Saved entries
▼

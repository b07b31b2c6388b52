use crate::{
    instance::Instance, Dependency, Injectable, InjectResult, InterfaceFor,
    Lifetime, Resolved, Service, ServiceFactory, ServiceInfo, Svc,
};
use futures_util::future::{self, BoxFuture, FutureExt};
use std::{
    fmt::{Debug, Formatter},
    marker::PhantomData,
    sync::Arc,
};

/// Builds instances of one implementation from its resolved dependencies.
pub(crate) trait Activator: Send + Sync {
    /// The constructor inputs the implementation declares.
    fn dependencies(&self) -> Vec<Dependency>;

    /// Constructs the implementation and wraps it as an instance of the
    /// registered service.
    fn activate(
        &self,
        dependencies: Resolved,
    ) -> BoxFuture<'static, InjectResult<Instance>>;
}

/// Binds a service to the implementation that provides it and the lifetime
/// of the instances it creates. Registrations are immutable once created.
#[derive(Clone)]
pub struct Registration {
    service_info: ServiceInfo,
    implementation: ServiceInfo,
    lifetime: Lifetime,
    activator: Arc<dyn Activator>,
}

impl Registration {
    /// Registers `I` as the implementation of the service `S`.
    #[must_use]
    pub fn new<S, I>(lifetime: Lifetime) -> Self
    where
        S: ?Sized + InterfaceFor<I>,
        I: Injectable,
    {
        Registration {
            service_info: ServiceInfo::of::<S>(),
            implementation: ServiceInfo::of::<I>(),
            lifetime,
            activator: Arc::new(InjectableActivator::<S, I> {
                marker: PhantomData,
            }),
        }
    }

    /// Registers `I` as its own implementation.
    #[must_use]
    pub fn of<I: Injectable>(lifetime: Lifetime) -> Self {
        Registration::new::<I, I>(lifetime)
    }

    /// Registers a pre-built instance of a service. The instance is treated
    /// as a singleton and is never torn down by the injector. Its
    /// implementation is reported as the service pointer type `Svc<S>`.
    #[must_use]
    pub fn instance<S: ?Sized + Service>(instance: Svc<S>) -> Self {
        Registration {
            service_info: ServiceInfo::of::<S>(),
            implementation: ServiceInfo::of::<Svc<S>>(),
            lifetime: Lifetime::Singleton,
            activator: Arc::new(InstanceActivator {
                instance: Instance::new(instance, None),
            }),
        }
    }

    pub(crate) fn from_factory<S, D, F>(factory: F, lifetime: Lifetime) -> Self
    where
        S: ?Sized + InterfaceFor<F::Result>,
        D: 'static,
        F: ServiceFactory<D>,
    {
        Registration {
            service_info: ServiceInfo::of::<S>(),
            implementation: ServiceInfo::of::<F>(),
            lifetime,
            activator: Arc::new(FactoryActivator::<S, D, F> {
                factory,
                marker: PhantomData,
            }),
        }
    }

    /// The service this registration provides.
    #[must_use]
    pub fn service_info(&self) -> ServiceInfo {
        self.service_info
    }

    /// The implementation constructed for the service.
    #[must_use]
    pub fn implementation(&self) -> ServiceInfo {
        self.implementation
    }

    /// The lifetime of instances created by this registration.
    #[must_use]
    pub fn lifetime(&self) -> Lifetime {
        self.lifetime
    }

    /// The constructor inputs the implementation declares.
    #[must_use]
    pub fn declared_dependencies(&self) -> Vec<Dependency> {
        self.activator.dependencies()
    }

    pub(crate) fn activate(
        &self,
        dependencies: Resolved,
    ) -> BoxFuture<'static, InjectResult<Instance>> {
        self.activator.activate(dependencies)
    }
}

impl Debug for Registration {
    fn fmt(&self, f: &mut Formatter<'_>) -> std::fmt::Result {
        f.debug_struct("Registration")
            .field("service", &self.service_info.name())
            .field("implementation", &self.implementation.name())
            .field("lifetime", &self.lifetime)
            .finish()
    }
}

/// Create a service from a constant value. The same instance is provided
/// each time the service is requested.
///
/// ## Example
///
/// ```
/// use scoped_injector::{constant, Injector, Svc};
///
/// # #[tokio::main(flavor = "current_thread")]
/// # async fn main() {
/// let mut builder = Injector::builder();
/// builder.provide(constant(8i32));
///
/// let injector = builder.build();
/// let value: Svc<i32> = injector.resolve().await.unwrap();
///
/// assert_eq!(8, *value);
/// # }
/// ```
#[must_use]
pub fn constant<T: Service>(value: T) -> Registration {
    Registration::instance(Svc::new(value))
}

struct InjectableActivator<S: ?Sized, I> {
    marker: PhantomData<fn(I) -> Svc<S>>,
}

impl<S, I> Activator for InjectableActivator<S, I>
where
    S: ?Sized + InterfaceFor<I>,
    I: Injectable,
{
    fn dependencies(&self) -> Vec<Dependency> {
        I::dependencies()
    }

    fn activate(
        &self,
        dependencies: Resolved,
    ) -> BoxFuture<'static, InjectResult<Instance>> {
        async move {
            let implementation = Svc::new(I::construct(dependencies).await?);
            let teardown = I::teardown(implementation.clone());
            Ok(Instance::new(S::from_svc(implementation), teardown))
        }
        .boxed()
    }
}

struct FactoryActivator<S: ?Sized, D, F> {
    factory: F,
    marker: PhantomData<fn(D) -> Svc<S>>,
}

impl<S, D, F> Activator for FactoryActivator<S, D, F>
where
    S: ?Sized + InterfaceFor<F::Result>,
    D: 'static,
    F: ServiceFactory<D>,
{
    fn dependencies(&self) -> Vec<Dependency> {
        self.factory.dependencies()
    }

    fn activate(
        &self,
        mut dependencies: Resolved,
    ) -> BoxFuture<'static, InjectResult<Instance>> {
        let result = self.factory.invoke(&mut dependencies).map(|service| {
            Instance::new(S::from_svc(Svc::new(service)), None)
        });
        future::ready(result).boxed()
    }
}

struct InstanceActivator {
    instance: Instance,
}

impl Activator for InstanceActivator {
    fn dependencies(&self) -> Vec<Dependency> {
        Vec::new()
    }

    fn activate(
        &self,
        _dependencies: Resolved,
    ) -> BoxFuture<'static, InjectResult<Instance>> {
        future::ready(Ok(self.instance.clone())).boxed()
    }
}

▲

Task to carry out.
Make a verbatim copy of every entry shown above.

Task output.
repository b07b31b2c6388b52
use crate::{
    instance::Instance, Dependency, Injectable, InjectResult, InterfaceFor,
    Lifetime, Resolved, Service, ServiceFactory, ServiceInfo, Svc,
};
use futures_util::future::{self, BoxFuture, FutureExt};
use std::{
    fmt::{Debug, Formatter},
    marker::PhantomData,
    sync::Arc,
};

/// Builds instances of one implementation from its resolved dependencies.
pub(crate) trait Activator: Send + Sync {
    /// The constructor inputs the implementation declares.
    fn dependencies(&self) -> Vec<Dependency>;

    /// Constructs the implementation and wraps it as an instance of the
    /// registered service.
    fn activate(
        &self,
        dependencies: Resolved,
    ) -> BoxFuture<'static, InjectResult<Instance>>;
}

/// Binds a service to the implementation that provides it and the lifetime
/// of the instances it creates. Registrations are immutable once created.
#[derive(Clone)]
pub struct Registration {
    service_info: ServiceInfo,
    implementation: ServiceInfo,
    lifetime: Lifetime,
    activator: Arc<dyn Activator>,
}

impl Registration {
    /// Registers `I` as the implementation of the service `S`.
    #[must_use]
    pub fn new<S, I>(lifetime: Lifetime) -> Self
    where
        S: ?Sized + InterfaceFor<I>,
        I: Injectable,
    {
        Registration {
            service_info: ServiceInfo::of::<S>(),
            implementation: ServiceInfo::of::<I>(),
            lifetime,
            activator: Arc::new(InjectableActivator::<S, I> {
                marker: PhantomData,
            }),
        }
    }

    /// Registers `I` as its own implementation.
    #[must_use]
    pub fn of<I: Injectable>(lifetime: Lifetime) -> Self {
        Registration::new::<I, I>(lifetime)
    }

    /// Registers a pre-built instance of a service. The instance is treated
    /// as a singleton and is never torn down by the injector. Its
    /// implementation is reported as the service pointer type `Svc<S>`.
    #[must_use]
    pub fn instance<S: ?Sized + Service>(instance: Svc<S>) -> Self {
        Registration {
            service_info: ServiceInfo::of::<S>(),
            implementation: ServiceInfo::of::<Svc<S>>(),
            lifetime: Lifetime::Singleton,
            activator: Arc::new(InstanceActivator {
                instance: Instance::new(instance, None),
            }),
        }
    }

    pub(crate) fn from_factory<S, D, F>(factory: F, lifetime: Lifetime) -> Self
    where
        S: ?Sized + InterfaceFor<F::Result>,
        D: 'static,
        F: ServiceFactory<D>,
    {
        Registration {
            service_info: ServiceInfo::of::<S>(),
            implementation: ServiceInfo::of::<F>(),
            lifetime,
            activator: Arc::new(FactoryActivator::<S, D, F> {
                factory,
                marker: PhantomData,
            }),
        }
    }

    /// The service this registration provides.
    #[must_use]
    pub fn service_info(&self) -> ServiceInfo {
        self.service_info
    }

    /// The implementation constructed for the service.
    #[must_use]
    pub fn implementation(&self) -> ServiceInfo {
        self.implementation
    }

    /// The lifetime of instances created by this registration.
    #[must_use]
    pub fn lifetime(&self) -> Lifetime {
        self.lifetime
    }

    /// The constructor inputs the implementation declares.
    #[must_use]
    pub fn declared_dependencies(&self) -> Vec<Dependency> {
        self.activator.dependencies()
    }

    pub(crate) fn activate(
        &self,
        dependencies: Resolved,
    ) -> BoxFuture<'static, InjectResult<Instance>> {
        self.activator.activate(dependencies)
    }
}

impl Debug for Registration {
    fn fmt(&self, f: &mut Formatter<'_>) -> std::fmt::Result {
        f.debug_struct("Registration")
            .field("service", &self.service_info.name())
            .field("implementation", &self.implementation.name())
            .field("lifetime", &self.lifetime)
            .finish()
    }
}

/// Create a service from a constant value. The same instance is provided
/// each time the service is requested.
///
/// ## Example
///
/// ```
/// use scoped_injector::{constant, Injector, Svc};
///
/// # #[tokio::main(flavor = "current_thread")]
/// # async fn main() {
/// let mut builder = Injector::builder();
/// builder.provide(constant(8i32));
///
/// let injector = builder.build();
/// let value: Svc<i32> = injector.resolve().await.unwrap();
///
/// assert_eq!(8, *value);
/// # }
/// ```
#[must_use]
pub fn constant<T: Service>(value: T) -> Registration {
    Registration::instance(Svc::new(value))
}

struct InjectableActivator<S: ?Sized, I> {
    marker: PhantomData<fn(I) -> Svc<S>>,
}

impl<S, I> Activator for InjectableActivator<S, I>
where
    S: ?Sized + InterfaceFor<I>,
    I: Injectable,
{
    fn dependencies(&self) -> Vec<Dependency> {
        I::dependencies()
    }

    fn activate(
        &self,
        dependencies: Resolved,
    ) -> BoxFuture<'static, InjectResult<Instance>> {
        async move {
            let implementation = Svc::new(I::construct(dependencies).await?);
            let teardown = I::teardown(implementation.clone());
            Ok(Instance::new(S::from_svc(implementation), teardown))
        }
        .boxed()
    }
}

struct FactoryActivator<S: ?Sized, D, F> {
    factory: F,
    marker: PhantomData<fn(D) -> Svc<S>>,
}

impl<S, D, F> Activator for FactoryActivator<S, D, F>
where
    S: ?Sized + InterfaceFor<F::Result>,
    D: 'static,
    F: ServiceFactory<D>,
{
    fn dependencies(&self) -> Vec<Dependency> {
        self.factory.dependencies()
    }

    fn activate(
        &self,
        mut dependencies: Resolved,
    ) -> BoxFuture<'static, InjectResult<Instance>> {
        let result = self.factory.invoke(&mut dependencies).map(|service| {
            Instance::new(S::from_svc(Svc::new(service)), None)
        });
        future::ready(result).boxed()
    }
}

struct InstanceActivator {
    instance: Instance,
}

impl Activator for InstanceActivator {
    fn dependencies(&self) -> Vec<Dependency> {
        Vec::new()
    }

    fn activate(
        &self,
        _dependencies: Resolved,
    ) -> BoxFuture<'static, InjectResult<Instance>> {
        future::ready(Ok(self.instance.clone())).boxed()
    }
}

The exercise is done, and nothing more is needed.